|Abstract Title:||Preliminary Assessment of Effects of Hypolimnetic Oxygenation on Mercury Cycling in Hodges Reservoir, California, USA|
|Presenter Name:||Marc Beutel|
|Company/Institution:||University of California Merced|
|Session:||Mercury Treatment / Abatement|
Abstract Information :
Hodges Reservoir is a hypereutrophic water supply reservoir in northern San Diego, USA with a typical maximum depth of around 22 m, mean depth of 8 m and surface area of 6 km2. Poor water quality has limited use of the reservoir to serve as a regional source of potable water. In addition, the reservoir is listed as impaired for mercury in fish tissue, as are many lakes and reservoirs in the state. In the fall of 2020, the City of San Diego Public Utilities Department installed a 6-metric-ton-per-day hypolimnetic oxygenation system using pure oxygen gas to enhance bottom water dissolved oxygen in Hodges Reservoir, aiming to improve water treatability and lower internal nutrient loading. Intensive water quality monitoring from 2017-2019 in coordination and consultation with the City of San Diego Public Utilities Department revealed extreme hypolimnetic accumulation of ammonia and phosphate, which fueled summertime algal productivity in this modestly deep reservoir. Bottom waters also accumulated high levels of manganese (Mn), which was also found to increase in surface waters, indicating active internal loading of dissolved compounds from the hypolimnion to surface waters.
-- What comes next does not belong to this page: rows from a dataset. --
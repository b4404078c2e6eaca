//! Summarization service client and response normalization.
//!
//! The hosted inference API answers with a plain string, an object, or a list
//! of objects depending on model and version. [`normalize_summary`] turns any
//! of those shapes into one string.

use crate::config::{Credentials, SummarizerConfig};
use crate::http::{build_client, join_url};
use async_trait::async_trait;
use reqwest::{Client, StatusCode};
use serde_json::{json, Map, Value};
use thiserror::Error;

/// Response fields that carry the summary, in order of preference
const TEXT_FIELDS: [&str; 2] = ["generated_text", "summary_text"];

#[derive(Error, Debug)]
pub enum SummaryError {
    #[error("summarization service error: request failed: {0}")]
    Request(#[from] reqwest::Error),
    #[error("summarization service error: {status}: {body}")]
    Api { status: StatusCode, body: String },
}

/// Anything that can condense a text into a summary.
#[async_trait]
pub trait SummaryService {
    async fn summarize(&self, text: &str, max_length: u32) -> Result<String, SummaryError>;
}

/// Client for the Hugging Face inference API
pub struct HuggingFaceSummarizer {
    client: Client,
    url: String,
    token: String,
}

impl HuggingFaceSummarizer {
    pub fn new(config: &SummarizerConfig, credentials: &Credentials) -> Result<Self, SummaryError> {
        Ok(Self {
            client: build_client(config.timeout_secs)?,
            url: join_url(&config.endpoint, &config.model),
            token: credentials.huggingface_key.clone(),
        })
    }
}

#[async_trait]
impl SummaryService for HuggingFaceSummarizer {
    async fn summarize(&self, text: &str, max_length: u32) -> Result<String, SummaryError> {
        let body = json!({
            "inputs": text,
            "parameters": { "max_length": max_length },
        });

        tracing::debug!(url = %self.url, chars = text.chars().count(), "requesting summary");
        let response = self
            .client
            .post(&self.url)
            .bearer_auth(&self.token)
            .json(&body)
            .send()
            .await?;

        let status = response.status();
        let raw = response.text().await?;
        if !status.is_success() {
            return Err(SummaryError::Api { status, body: raw });
        }

        // Some deployments answer with bare text rather than JSON
        let value = serde_json::from_str(&raw).unwrap_or(Value::String(raw));
        Ok(normalize_summary(&value))
    }
}

/// Reduce a summarization response of unknown shape to a single string.
///
/// Objects yield their `generated_text` or `summary_text` field. For lists the
/// first object carrying one of those fields wins; otherwise the first element
/// is used as-is. Anything else is rendered as JSON.
pub fn normalize_summary(value: &Value) -> String {
    match value {
        Value::String(text) => text.clone(),
        Value::Object(map) => preferred_text(map).unwrap_or_else(|| value.to_string()),
        Value::Array(items) if !items.is_empty() => items
            .iter()
            .filter_map(Value::as_object)
            .find_map(preferred_text)
            .unwrap_or_else(|| stringify(&items[0])),
        other => other.to_string(),
    }
}

fn preferred_text(map: &Map<String, Value>) -> Option<String> {
    TEXT_FIELDS
        .iter()
        .filter_map(|field| map.get(*field).and_then(Value::as_str))
        .find(|text| !text.is_empty())
        .map(str::to_string)
}

fn stringify(value: &Value) -> String {
    match value {
        Value::String(text) => text.clone(),
        other => other.to_string(),
    }
}
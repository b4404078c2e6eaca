//! Configuration loading and management for textquiz.
//!
//! Settings come from an optional `textquiz.toml`; credentials always come
//! from the environment and are checked once at startup.

use serde::{Deserialize, Serialize};
use std::path::{Path, PathBuf};
use thiserror::Error;

pub const HUGGINGFACE_KEY_ENV: &str = "HUGGINGFACE_API_KEY";
pub const OPENAI_KEY_ENV: &str = "OPENAI_API_KEY";

const CONFIG_FILE_NAME: &str = "textquiz.toml";

#[derive(Error, Debug)]
pub enum ConfigError {
    #[error("failed to read config file: {0}")]
    ReadError(#[from] std::io::Error),
    #[error("failed to parse config: {0}")]
    ParseError(#[from] toml::de::Error),
    #[error("missing API key(s): set {0} in the environment or a .env file")]
    MissingApiKey(String),
}

/// Summarization inference service settings
#[derive(Debug, Clone, Serialize, Deserialize)]
#[serde(default)]
pub struct SummarizerConfig {
    /// Base URL; the model id is appended as a path segment
    pub endpoint: String,
    /// Hosted summarization model id
    pub model: String,
    pub timeout_secs: u64,
}

/// Chat-completion service settings
#[derive(Debug, Clone, Serialize, Deserialize)]
#[serde(default)]
pub struct ChatConfig {
    /// OpenAI-compatible base URL (without `/chat/completions`)
    pub endpoint: String,
    pub model: String,
    pub timeout_secs: u64,
    pub keyword_max_tokens: u32,
    pub keyword_temperature: f32,
    pub quiz_max_tokens: u32,
    pub quiz_temperature: f32,
}

/// API keys (loaded from environment)
#[derive(Debug, Clone, Serialize, Deserialize, Default)]
pub struct ApiConfig {
    #[serde(default)]
    pub huggingface_key: Option<String>,
    #[serde(default)]
    pub openai_key: Option<String>,
}

/// Root configuration structure
#[derive(Debug, Clone, Serialize, Deserialize, Default)]
pub struct Config {
    #[serde(default)]
    pub summarizer: SummarizerConfig,
    #[serde(default)]
    pub chat: ChatConfig,
    #[serde(default)]
    pub api: ApiConfig,
}

/// Both service keys, validated as present.
#[derive(Debug, Clone)]
pub struct Credentials {
    pub huggingface_key: String,
    pub openai_key: String,
}

impl Config {
    /// Load configuration from `explicit`, or from the default locations.
    ///
    /// An explicit path must exist. Without one, a missing config file is not
    /// an error and the built-in defaults are used.
    pub fn load(explicit: Option<&Path>) -> Result<Self, ConfigError> {
        let path = match explicit {
            Some(path) => Some(path.to_path_buf()),
            None => Self::find_config_file(),
        };

        let mut config = match path {
            Some(path) => Self::load_from(&path)?,
            None => Config::default(),
        };
        config.apply_env(|name| std::env::var(name).ok());
        Ok(config)
    }

    /// Load configuration from a specific path, without environment overrides
    pub fn load_from(path: &Path) -> Result<Self, ConfigError> {
        tracing::debug!(path = %path.display(), "loading config file");
        let content = std::fs::read_to_string(path)?;
        Ok(toml::from_str(&content)?)
    }

    /// Override API keys from environment variables. Blank values are ignored.
    pub fn apply_env<F>(&mut self, lookup: F)
    where
        F: Fn(&str) -> Option<String>,
    {
        let non_blank = |name: &str| lookup(name).filter(|v| !v.trim().is_empty());

        if let Some(key) = non_blank(HUGGINGFACE_KEY_ENV) {
            self.api.huggingface_key = Some(key.trim().to_string());
        }
        if let Some(key) = non_blank(OPENAI_KEY_ENV) {
            self.api.openai_key = Some(key.trim().to_string());
        }
    }

    /// Find the config file in standard locations
    fn find_config_file() -> Option<PathBuf> {
        let local_config = PathBuf::from(CONFIG_FILE_NAME);
        if local_config.exists() {
            return Some(local_config);
        }

        if let Some(home) = dirs::home_dir() {
            let home_config = home
                .join(".config")
                .join("textquiz")
                .join(CONFIG_FILE_NAME);
            if home_config.exists() {
                return Some(home_config);
            }
        }

        None
    }

    /// Both API keys, or an error naming every missing variable
    pub fn credentials(&self) -> Result<Credentials, ConfigError> {
        let present = |key: &Option<String>| {
            key.as_deref()
                .map(str::trim)
                .filter(|k| !k.is_empty())
                .map(str::to_string)
        };

        match (present(&self.api.huggingface_key), present(&self.api.openai_key)) {
            (Some(huggingface_key), Some(openai_key)) => Ok(Credentials {
                huggingface_key,
                openai_key,
            }),
            (hf, openai) => {
                let mut missing = Vec::new();
                if hf.is_none() {
                    missing.push(HUGGINGFACE_KEY_ENV);
                }
                if openai.is_none() {
                    missing.push(OPENAI_KEY_ENV);
                }
                Err(ConfigError::MissingApiKey(missing.join(", ")))
            }
        }
    }
}

impl Default for SummarizerConfig {
    fn default() -> Self {
        Self {
            endpoint: "https://api-inference.huggingface.co/models".to_string(),
            model: "sshleifer/distilbart-cnn-12-6".to_string(),
            timeout_secs: 120,
        }
    }
}

impl Default for ChatConfig {
    fn default() -> Self {
        Self {
            endpoint: "https://api.openai.com/v1".to_string(),
            model: "gpt-3.5-turbo".to_string(),
            timeout_secs: 120,
            keyword_max_tokens: 300,
            keyword_temperature: 0.2,
            quiz_max_tokens: 1200,
            quiz_temperature: 0.7,
        }
    }
}
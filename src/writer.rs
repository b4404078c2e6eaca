//! Writes the generated summary, keywords and quiz to plain text files.

use crate::quiz::{answer_letter, option_letter, QuestionRecord};
use std::fmt::Write as _;
use std::fs;
use std::io;
use std::path::{Path, PathBuf};

pub const SUMMARY_FILE: &str = "summary.txt";
pub const KEYWORDS_FILE: &str = "keywords.txt";
pub const QUIZ_FILE: &str = "quiz.txt";

/// Where each result was written
#[derive(Debug, Clone, PartialEq, Eq)]
pub struct ResultPaths {
    pub summary: PathBuf,
    pub keywords: PathBuf,
    pub quiz: PathBuf,
}

/// Write the three result files into `out_dir`, creating it if needed.
///
/// Files are written one after another; a failure part-way leaves the
/// earlier files in place.
pub fn write_results<P: AsRef<Path>>(
    out_dir: P,
    summary: &str,
    keywords: &[String],
    questions: &[QuestionRecord],
) -> io::Result<ResultPaths> {
    let out_dir = out_dir.as_ref();
    fs::create_dir_all(out_dir)?;

    let paths = ResultPaths {
        summary: out_dir.join(SUMMARY_FILE),
        keywords: out_dir.join(KEYWORDS_FILE),
        quiz: out_dir.join(QUIZ_FILE),
    };

    fs::write(&paths.summary, summary)?;
    fs::write(&paths.keywords, keywords.join(", "))?;
    fs::write(&paths.quiz, render_quiz(questions))?;

    tracing::debug!(dir = %out_dir.display(), "results written");
    Ok(paths)
}

/// Render questions as numbered blocks with lettered options and an answer line
pub fn render_quiz(questions: &[QuestionRecord]) -> String {
    let mut out = String::new();

    for (number, question) in questions.iter().enumerate() {
        // writing into a String cannot fail
        let _ = writeln!(out, "{}) {}", number + 1, question.question_text);
        for (index, option) in question.options.iter().enumerate() {
            let _ = writeln!(out, "   {}) {}", option_letter(index), option);
        }
        let _ = writeln!(out, "Answer: {}\n", answer_letter(question.answer_index));
    }

    out
}
#[cfg(test)]
mod tests {
    use super::*;
    use async_trait::async_trait;

    fn options(items: &[&str]) -> Vec<String> {
        items.iter().map(|s| s.to_string()).collect()
    }

    struct CannedChat(Result<String, ()>);

    #[async_trait]
    impl ChatService for CannedChat {
        async fn complete(&self, _request: &ChatRequest) -> Result<String, ChatError> {
            self.0.clone().map_err(|_| ChatError::EmptyResponse)
        }
    }

    #[test]
    fn test_well_formed_block() {
        let questions = parse_quiz("1) What is X?\nA) a\nB) b\nC) c\nD) d\nAnswer: C", 5).unwrap();

        assert_eq!(
            questions,
            vec![QuestionRecord {
                question_text: "1) What is X?".to_string(),
                options: options(&["a", "b", "c", "d"]),
                answer_index: Some(2),
            }]
        );
    }

    #[test]
    fn test_missing_option_is_padded_in_order() {
        let questions = parse_quiz("2) Pick one\nA) first\nB) second\nD) fourth\nAnswer: D", 5).unwrap();

        assert_eq!(
            questions[0].options,
            options(&["first", "second", "fourth", PLACEHOLDER_OPTION])
        );
        assert_eq!(questions[0].answer_index, Some(3));
    }

    #[test]
    fn test_multiple_blocks_and_count_limit() {
        let reply = "1) One?\nA) a\nB) b\nC) c\nD) d\nAnswer: A\n\n\
                     2) Two?\nA) a\nB) b\nC) c\nD) d\nAnswer: b\n\n\
                     3) Three?\nA) a\nB) b\nC) c\nD) d\nAnswer: D";

        let questions = parse_quiz(reply, 2).unwrap();
        assert_eq!(questions.len(), 2);
        assert_eq!(questions[0].question_text, "1) One?");
        assert_eq!(questions[1].question_text, "2) Two?");
        assert_eq!(questions[1].answer_index, Some(1));
    }

    #[test]
    fn test_q_prefix_and_indented_lines() {
        let reply = "Q: Which planet is red?\n   A) Venus\n   B) Mars\n   C) Jupiter\n   D) Saturn\n   answer : b";
        let questions = parse_quiz(reply, 5).unwrap();

        assert_eq!(questions[0].question_text, "Q: Which planet is red?");
        assert_eq!(questions[0].options[1], "Mars");
        assert_eq!(questions[0].answer_index, Some(1));
    }

    #[test]
    fn test_unmapped_answer_left_unset() {
        let reply = "1) Q?\nA) a\nB) b\nAnswer: E";
        assert_eq!(parse_quiz(reply, 5).unwrap()[0].answer_index, None);

        let reply = "1) Q?\nA) a\nB) b\nAnswer: B) b";
        assert_eq!(parse_quiz(reply, 5).unwrap()[0].answer_index, None);

        let reply = "1) Q?\nA) a\nB) b\nAnswer B";
        assert_eq!(parse_quiz(reply, 5).unwrap()[0].answer_index, None);
    }

    #[test]
    fn test_answer_line_without_colon_keeps_earlier_answer() {
        let reply = "1) Q?\nA) a\nB) b\nAnswer: B\nAnswers may vary";
        assert_eq!(parse_quiz(reply, 5).unwrap()[0].answer_index, Some(1));

        let reply = "1) Q?\nA) a\nB) b\nAnswer: B\nAnswer: none";
        assert_eq!(parse_quiz(reply, 5).unwrap()[0].answer_index, None);
    }

    #[test]
    fn test_answer_stops_at_second_colon() {
        let reply = "1) Q?\nA) a\nB) b\nAnswer: A: because";
        assert_eq!(parse_quiz(reply, 5).unwrap()[0].answer_index, Some(0));
    }

    #[test]
    fn test_option_markers_are_case_sensitive() {
        let reply = "1) Q?\na) lower\nA) upper\nb) nope";
        let questions = parse_quiz(reply, 5).unwrap();
        assert_eq!(
            questions[0].options,
            options(&["upper", PLACEHOLDER_OPTION, PLACEHOLDER_OPTION, PLACEHOLDER_OPTION])
        );
    }

    #[test]
    fn test_letter_space_marker() {
        let reply = "1) Q?\nA ) spaced\nB plain text\nAnswer: A";
        let questions = parse_quiz(reply, 5).unwrap();
        assert_eq!(questions[0].options[0], "spaced");
        assert_eq!(questions[0].options[1], "plain text");
    }

    #[test]
    fn test_words_starting_with_option_letters_are_not_options() {
        let reply = "1) Q?\nAlso consider this\nBecause reasons\nA) real";
        let questions = parse_quiz(reply, 5).unwrap();
        assert_eq!(questions[0].options[0], "real");
        assert_eq!(questions[0].options[1], PLACEHOLDER_OPTION);
    }

    #[test]
    fn test_numbered_block_caps_options_at_four() {
        let reply = "1) Q?\nA) a\nB) b\nC) c\nD) d\nA) again";
        let questions = parse_quiz(reply, 5).unwrap();
        assert_eq!(questions[0].options, options(&["a", "b", "c", "d"]));
    }

    #[test]
    fn test_numbered_block_without_options_is_skipped() {
        let reply = "1) Here are your questions\n\n2) Real?\nA) yes\nB) no";
        let questions = parse_quiz(reply, 5).unwrap();
        assert_eq!(questions.len(), 1);
        assert_eq!(questions[0].question_text, "2) Real?");
    }

    #[test]
    fn test_loose_block_keeps_found_options_only() {
        let reply = "What colour is the sky?\nA) blue\nB) green\nAnswer: A";
        let questions = parse_quiz(reply, 5).unwrap();

        assert_eq!(
            questions[0],
            QuestionRecord {
                question_text: "What colour is the sky?".to_string(),
                options: options(&["blue", "green"]),
                answer_index: Some(0),
            }
        );
    }

    #[test]
    fn test_loose_block_scans_first_line() {
        let lines = ["A) option on the first line", "B) second"];
        let record = parse_loose_block(&lines).unwrap();
        assert_eq!(record.question_text, "A) option on the first line");
        assert_eq!(record.options, options(&["option on the first line", "second"]));
    }

    #[test]
    fn test_loose_block_without_options_is_skipped() {
        assert!(parse_loose_block(&["Here is your quiz:", "Good luck"]).is_none());
    }

    #[test]
    fn test_preamble_and_mixed_blocks() {
        let reply = "Sure! Here is the quiz.\n\n\
                     1) First?\nA) a\nB) b\nC) c\nD) d\nAnswer: B\n\n\
                     Second question without number\nA) x\nB) y\nC) z\nAnswer: C";

        let questions = parse_quiz(reply, 5).unwrap();
        assert_eq!(questions.len(), 2);
        assert_eq!(questions[1].question_text, "Second question without number");
        assert_eq!(questions[1].options.len(), 3);
        assert_eq!(questions[1].answer_index, Some(2));
    }

    #[test]
    fn test_no_questions_is_parse_error() {
        let err = parse_quiz("I cannot help with that.\n\nSorry.", 5).unwrap_err();
        assert!(matches!(err, QuizError::NoQuestions));

        assert!(matches!(parse_quiz("", 5), Err(QuizError::NoQuestions)));
    }

    #[test]
    fn test_classify() {
        assert_eq!(BlockKind::classify("1) x"), BlockKind::Numbered);
        assert_eq!(BlockKind::classify("12. x"), BlockKind::Numbered);
        assert_eq!(BlockKind::classify("Question 3"), BlockKind::Numbered);
        assert_eq!(BlockKind::classify("q1) x"), BlockKind::Loose);
        assert_eq!(BlockKind::classify("What?"), BlockKind::Loose);
        assert_eq!(BlockKind::classify("١) x"), BlockKind::Numbered);
        assert_eq!(BlockKind::classify("３. x"), BlockKind::Numbered);
    }

    #[test]
    fn test_non_ascii_numbered_block_is_padded() {
        let questions = parse_quiz("١) What?\nA) a\nB) b", 5).unwrap();
        assert_eq!(questions[0].question_text, "١) What?");
        assert_eq!(
            questions[0].options,
            options(&["a", "b", PLACEHOLDER_OPTION, PLACEHOLDER_OPTION])
        );
    }

    #[test]
    fn test_loose_block_answer_past_found_options() {
        let reply = "What colour is the sky?\nA) blue\nB) green\nAnswer: D";
        let questions = parse_quiz(reply, 5).unwrap();
        assert_eq!(questions[0].options, options(&["blue", "green"]));
        assert_eq!(questions[0].answer_index, Some(3));
    }

    #[test]
    fn test_answer_letter() {
        assert_eq!(answer_letter(Some(0)), 'A');
        assert_eq!(answer_letter(Some(3)), 'D');
        assert_eq!(answer_letter(Some(4)), '?');
        assert_eq!(answer_letter(None), '?');
    }

    #[test]
    fn test_option_letter() {
        assert_eq!(option_letter(0), 'A');
        assert_eq!(option_letter(4), 'E');
    }

    #[tokio::test]
    async fn test_generate_quiz_parses_reply() {
        let chat = CannedChat(Ok("1) What is X?\nA) a\nB) b\nC) c\nD) d\nAnswer: C".to_string()));
        let questions = generate_quiz(&chat, &ChatConfig::default(), "X is c.", 5)
            .await
            .unwrap();
        assert_eq!(questions[0].answer_index, Some(2));
    }

    #[tokio::test]
    async fn test_generate_quiz_transport_error_is_distinct() {
        let chat = CannedChat(Err(()));
        let err = generate_quiz(&chat, &ChatConfig::default(), "text", 5)
            .await
            .unwrap_err();
        assert!(matches!(err, QuizError::Chat(_)));
    }

    #[tokio::test]
    async fn test_generate_quiz_unparseable_reply() {
        let chat = CannedChat(Ok("no quiz today".to_string()));
        let err = generate_quiz(&chat, &ChatConfig::default(), "text", 5)
            .await
            .unwrap_err();
        assert!(matches!(err, QuizError::NoQuestions));
    }
}
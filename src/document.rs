//! Input document loading.

use std::path::{Path, PathBuf};
use thiserror::Error;

#[derive(Error, Debug)]
pub enum DocumentError {
    #[error("text file not found: {}", .0.display())]
    NotFound(PathBuf),
    #[error("failed to read text file: {0}")]
    ReadError(#[from] std::io::Error),
}

/// Read a UTF-8 text file into memory
pub fn read_text_file<P: AsRef<Path>>(path: P) -> Result<String, DocumentError> {
    let path = path.as_ref();
    if !path.is_file() {
        return Err(DocumentError::NotFound(path.to_path_buf()));
    }

    let text = std::fs::read_to_string(path)?;
    tracing::debug!(path = %path.display(), chars = text.chars().count(), "read input text");
    Ok(text)
}

/// First `max_chars` characters of `text`, cut on a char boundary
pub fn truncate_chars(text: &str, max_chars: usize) -> &str {
    match text.char_indices().nth(max_chars) {
        Some((idx, _)) => &text[..idx],
        None => text,
    }
}
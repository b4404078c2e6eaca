//! Keyword extraction through the chat service.

use crate::chat::{ChatError, ChatRequest, ChatService};
use crate::config::ChatConfig;
use crate::document::truncate_chars;
use thiserror::Error;

/// Characters of input text included in the keyword prompt
const KEYWORD_INPUT_CHARS: usize = 4000;

/// Delimiters tried in order; the first one present in the reply is used
const DELIMITERS: [char; 3] = [',', '\n', ';'];

const SYSTEM_PROMPT: &str = "You are an assistant that extracts the most important keywords from a text.";

#[derive(Error, Debug)]
pub enum KeywordError {
    #[error("keyword generation failed: {0}")]
    Chat(#[from] ChatError),
}

/// Ask the chat service for `count` keywords describing `text`
pub async fn extract_keywords<C>(
    chat: &C,
    config: &ChatConfig,
    text: &str,
    count: usize,
) -> Result<Vec<String>, KeywordError>
where
    C: ChatService + ?Sized,
{
    let request = ChatRequest {
        system: SYSTEM_PROMPT.to_string(),
        user: keyword_prompt(text, count),
        max_tokens: config.keyword_max_tokens,
        temperature: config.keyword_temperature,
    };

    let reply = chat.complete(&request).await?;
    Ok(split_keywords(&reply, count))
}

fn keyword_prompt(text: &str, count: usize) -> String {
    format!(
        "Extract {count} keywords (comma separated) from the text below. \
         Return only the requested number of keywords, short and to the point.\n\n\
         Text:\n{}\n\n\
         Result:",
        truncate_chars(text, KEYWORD_INPUT_CHARS)
    )
}

/// Split a keyword reply into at most `count` trimmed, non-empty keywords.
///
/// Splits on the first of comma, newline, semicolon found in the reply, or on
/// whitespace when none is present. Short results are not padded.
pub fn split_keywords(reply: &str, count: usize) -> Vec<String> {
    let reply = reply.trim();
    let fragments: Vec<&str> = match DELIMITERS.iter().find(|d| reply.contains(**d)) {
        Some(delimiter) => reply.split(*delimiter).collect(),
        None => reply.split_whitespace().collect(),
    };

    fragments
        .into_iter()
        .map(str::trim)
        .filter(|k| !k.is_empty())
        .take(count)
        .map(str::to_string)
        .collect()
}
Iron (Fe) accumulation in bottom waters appeared to be limited due to the precipitation of Fe-sulfide. Anoxic bottom waters also accumulated toxic methylmercury (MeHg) coincidental with Mn accumulation. There was also a hot moment of MeHg bioaccumulation in seston and zooplankton in the spring when mildly reduced conditions prevailed. MeHg levels in water were lower later in the season coincidental with elevated sulfide levels in bottom waters. Recent water quality data collected after oxygenation in 2021 shows a dramatic decrease in bottom water Mn (from peak of ~1 mg/L to < 0.1 mg/L) and MeHg (from peak of ~1.0 to < 0.05 ng/L). Fe in bottom waters increased slightly while turbidity decreased substantially, which was attributed to a lack of sulfide and associated Fe-sulfide precipitation. Additional water analyses for nutrients in water and mercury in biota in 2021 are pending, but they will be included in this compelling study of how bottom water oxygenation may suppress mercury bioaccumulation, in addition to decreasing internal loading of nutrients and redox sensitive metals (e.g., Mn and Fe) that complete potable water treatment.